▶ _The problem_: From the records below, find each line with the string "Result" and copy it.

Dataset entries
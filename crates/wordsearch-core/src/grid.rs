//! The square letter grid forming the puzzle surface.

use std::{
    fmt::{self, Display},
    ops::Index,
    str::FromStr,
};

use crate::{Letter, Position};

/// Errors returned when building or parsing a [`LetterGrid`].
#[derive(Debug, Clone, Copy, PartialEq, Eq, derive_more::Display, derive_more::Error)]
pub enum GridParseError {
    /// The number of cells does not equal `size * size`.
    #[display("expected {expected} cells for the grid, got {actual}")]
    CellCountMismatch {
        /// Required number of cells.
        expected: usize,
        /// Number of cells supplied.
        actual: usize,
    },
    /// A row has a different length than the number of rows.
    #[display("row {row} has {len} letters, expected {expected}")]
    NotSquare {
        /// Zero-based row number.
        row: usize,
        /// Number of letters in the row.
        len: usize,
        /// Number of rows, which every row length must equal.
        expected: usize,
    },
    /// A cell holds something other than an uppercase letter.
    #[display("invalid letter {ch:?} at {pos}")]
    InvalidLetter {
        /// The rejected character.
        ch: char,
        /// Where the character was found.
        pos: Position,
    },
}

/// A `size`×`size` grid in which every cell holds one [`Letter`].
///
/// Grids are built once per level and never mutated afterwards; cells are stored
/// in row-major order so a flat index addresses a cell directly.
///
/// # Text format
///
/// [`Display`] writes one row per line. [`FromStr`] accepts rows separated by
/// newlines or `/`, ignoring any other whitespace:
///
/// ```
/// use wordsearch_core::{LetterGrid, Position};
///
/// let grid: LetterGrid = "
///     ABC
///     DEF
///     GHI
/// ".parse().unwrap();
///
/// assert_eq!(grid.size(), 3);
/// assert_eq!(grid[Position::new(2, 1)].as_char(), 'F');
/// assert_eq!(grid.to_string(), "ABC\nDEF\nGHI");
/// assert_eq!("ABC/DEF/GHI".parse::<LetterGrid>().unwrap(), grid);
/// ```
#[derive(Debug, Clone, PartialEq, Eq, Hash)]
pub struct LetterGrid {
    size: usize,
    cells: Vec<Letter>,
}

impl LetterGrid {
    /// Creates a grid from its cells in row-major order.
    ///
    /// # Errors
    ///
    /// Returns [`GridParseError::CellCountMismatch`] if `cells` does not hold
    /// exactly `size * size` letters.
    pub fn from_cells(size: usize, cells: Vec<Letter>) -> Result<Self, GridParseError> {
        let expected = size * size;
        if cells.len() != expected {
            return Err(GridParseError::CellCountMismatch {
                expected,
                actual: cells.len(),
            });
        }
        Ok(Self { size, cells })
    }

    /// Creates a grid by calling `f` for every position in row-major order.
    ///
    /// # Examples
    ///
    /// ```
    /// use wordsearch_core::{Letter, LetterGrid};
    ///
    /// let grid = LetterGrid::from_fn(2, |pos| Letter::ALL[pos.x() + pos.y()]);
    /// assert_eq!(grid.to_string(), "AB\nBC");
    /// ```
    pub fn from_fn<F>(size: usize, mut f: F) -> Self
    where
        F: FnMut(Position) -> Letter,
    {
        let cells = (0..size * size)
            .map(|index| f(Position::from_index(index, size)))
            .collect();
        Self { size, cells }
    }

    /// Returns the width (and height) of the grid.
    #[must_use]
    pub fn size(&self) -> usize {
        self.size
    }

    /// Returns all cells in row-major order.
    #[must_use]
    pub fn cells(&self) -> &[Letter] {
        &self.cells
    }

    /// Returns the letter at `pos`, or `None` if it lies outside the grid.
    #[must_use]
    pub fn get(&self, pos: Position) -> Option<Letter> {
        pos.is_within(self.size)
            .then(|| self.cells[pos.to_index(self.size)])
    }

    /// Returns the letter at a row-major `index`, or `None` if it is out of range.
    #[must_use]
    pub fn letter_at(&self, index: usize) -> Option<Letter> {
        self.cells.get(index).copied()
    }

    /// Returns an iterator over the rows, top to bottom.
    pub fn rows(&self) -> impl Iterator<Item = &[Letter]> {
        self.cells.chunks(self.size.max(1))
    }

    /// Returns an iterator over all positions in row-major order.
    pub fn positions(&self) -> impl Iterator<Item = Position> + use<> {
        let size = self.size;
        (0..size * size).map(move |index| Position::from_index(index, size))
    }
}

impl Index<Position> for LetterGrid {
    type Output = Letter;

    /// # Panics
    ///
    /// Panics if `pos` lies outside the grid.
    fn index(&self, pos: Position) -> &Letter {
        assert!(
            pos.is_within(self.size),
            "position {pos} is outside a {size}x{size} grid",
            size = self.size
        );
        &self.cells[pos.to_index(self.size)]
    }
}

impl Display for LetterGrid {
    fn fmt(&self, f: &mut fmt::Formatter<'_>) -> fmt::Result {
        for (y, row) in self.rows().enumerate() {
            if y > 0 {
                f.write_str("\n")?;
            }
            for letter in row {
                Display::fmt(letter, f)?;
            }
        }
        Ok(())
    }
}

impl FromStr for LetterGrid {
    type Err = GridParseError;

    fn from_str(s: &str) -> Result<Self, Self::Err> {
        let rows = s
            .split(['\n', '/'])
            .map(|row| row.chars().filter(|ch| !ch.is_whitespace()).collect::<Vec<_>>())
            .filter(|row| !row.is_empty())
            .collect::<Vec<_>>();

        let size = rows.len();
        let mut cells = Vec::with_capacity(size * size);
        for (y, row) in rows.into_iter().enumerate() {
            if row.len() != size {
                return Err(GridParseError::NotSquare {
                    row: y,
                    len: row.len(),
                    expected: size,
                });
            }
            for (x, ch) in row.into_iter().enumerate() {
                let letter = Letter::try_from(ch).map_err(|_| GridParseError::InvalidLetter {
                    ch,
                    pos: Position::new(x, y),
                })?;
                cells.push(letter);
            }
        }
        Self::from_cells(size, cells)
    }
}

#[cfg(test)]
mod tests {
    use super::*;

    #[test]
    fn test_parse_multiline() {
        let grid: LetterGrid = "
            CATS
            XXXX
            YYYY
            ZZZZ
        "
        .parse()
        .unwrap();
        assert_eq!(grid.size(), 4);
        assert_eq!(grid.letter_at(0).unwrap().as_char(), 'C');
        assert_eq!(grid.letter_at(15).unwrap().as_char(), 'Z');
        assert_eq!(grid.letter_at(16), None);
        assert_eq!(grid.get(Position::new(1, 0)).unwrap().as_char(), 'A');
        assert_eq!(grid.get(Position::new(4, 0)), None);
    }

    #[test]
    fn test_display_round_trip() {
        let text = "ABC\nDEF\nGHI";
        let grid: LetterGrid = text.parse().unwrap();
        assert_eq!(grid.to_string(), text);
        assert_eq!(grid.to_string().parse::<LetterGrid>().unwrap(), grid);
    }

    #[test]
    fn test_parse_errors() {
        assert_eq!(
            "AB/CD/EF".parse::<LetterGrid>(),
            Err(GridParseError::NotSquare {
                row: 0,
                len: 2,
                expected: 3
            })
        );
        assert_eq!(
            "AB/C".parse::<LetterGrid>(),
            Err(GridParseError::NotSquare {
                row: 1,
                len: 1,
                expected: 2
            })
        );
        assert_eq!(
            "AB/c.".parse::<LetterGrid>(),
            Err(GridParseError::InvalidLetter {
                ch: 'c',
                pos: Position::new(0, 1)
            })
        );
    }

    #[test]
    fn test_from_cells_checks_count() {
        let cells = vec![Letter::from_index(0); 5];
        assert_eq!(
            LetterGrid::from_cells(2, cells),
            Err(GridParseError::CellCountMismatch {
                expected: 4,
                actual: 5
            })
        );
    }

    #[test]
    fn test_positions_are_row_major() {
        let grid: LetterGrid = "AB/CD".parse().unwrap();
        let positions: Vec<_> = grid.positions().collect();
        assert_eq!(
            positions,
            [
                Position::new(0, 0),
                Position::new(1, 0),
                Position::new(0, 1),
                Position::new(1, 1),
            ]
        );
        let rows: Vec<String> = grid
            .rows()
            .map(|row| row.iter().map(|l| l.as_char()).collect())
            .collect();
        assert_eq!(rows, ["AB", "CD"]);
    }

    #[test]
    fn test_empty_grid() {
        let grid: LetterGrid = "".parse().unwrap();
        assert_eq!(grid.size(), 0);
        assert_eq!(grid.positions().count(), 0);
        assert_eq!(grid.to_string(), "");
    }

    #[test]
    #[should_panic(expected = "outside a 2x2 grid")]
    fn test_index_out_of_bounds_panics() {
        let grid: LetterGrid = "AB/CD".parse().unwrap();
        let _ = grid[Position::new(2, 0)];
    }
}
==
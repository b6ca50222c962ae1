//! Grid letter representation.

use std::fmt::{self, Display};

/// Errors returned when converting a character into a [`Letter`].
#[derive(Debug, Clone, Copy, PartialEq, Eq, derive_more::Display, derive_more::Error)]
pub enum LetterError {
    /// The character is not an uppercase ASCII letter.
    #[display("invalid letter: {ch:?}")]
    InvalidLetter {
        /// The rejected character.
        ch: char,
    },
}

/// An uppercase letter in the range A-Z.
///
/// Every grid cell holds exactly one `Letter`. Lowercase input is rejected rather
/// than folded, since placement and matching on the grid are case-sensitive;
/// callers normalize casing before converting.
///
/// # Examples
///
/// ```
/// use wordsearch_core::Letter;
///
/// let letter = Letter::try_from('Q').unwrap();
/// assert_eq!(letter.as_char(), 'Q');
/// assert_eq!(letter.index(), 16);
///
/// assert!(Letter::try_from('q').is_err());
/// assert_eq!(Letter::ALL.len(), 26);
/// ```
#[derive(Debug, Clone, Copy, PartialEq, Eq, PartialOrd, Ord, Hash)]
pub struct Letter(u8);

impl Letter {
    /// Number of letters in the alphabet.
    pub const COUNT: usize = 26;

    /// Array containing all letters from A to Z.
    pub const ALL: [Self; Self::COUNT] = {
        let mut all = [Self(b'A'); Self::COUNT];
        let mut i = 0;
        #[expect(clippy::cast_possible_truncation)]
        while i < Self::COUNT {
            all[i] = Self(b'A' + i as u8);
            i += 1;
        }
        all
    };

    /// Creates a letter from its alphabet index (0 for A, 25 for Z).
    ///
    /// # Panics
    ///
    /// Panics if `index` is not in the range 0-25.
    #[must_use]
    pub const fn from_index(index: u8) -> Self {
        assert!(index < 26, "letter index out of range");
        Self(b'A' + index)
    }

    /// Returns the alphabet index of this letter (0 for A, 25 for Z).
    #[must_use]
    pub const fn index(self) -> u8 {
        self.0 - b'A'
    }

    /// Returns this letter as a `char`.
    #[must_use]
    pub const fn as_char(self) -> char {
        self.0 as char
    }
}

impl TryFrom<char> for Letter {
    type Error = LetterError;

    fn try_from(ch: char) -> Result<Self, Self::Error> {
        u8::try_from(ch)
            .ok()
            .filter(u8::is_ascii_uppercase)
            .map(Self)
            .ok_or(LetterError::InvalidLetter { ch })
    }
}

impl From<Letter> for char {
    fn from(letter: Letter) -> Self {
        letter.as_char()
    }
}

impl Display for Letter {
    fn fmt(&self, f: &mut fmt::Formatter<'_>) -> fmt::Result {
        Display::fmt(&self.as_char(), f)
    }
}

▶ _Task response_:
    pub fn from_cells(size: usize, cells: Vec<Letter>) -> Result<Self, GridParseError> {
    fn fmt(&self, f: &mut fmt::Formatter<'_>) -> fmt::Result {
    fn from_str(s: &str) -> Result<Self, Self::Err> {
    fn try_from(ch: char) -> Result<Self, Self::Error> {
    fn fmt(&self, f: &mut fmt::Formatter<'_>) -> fmt::Result {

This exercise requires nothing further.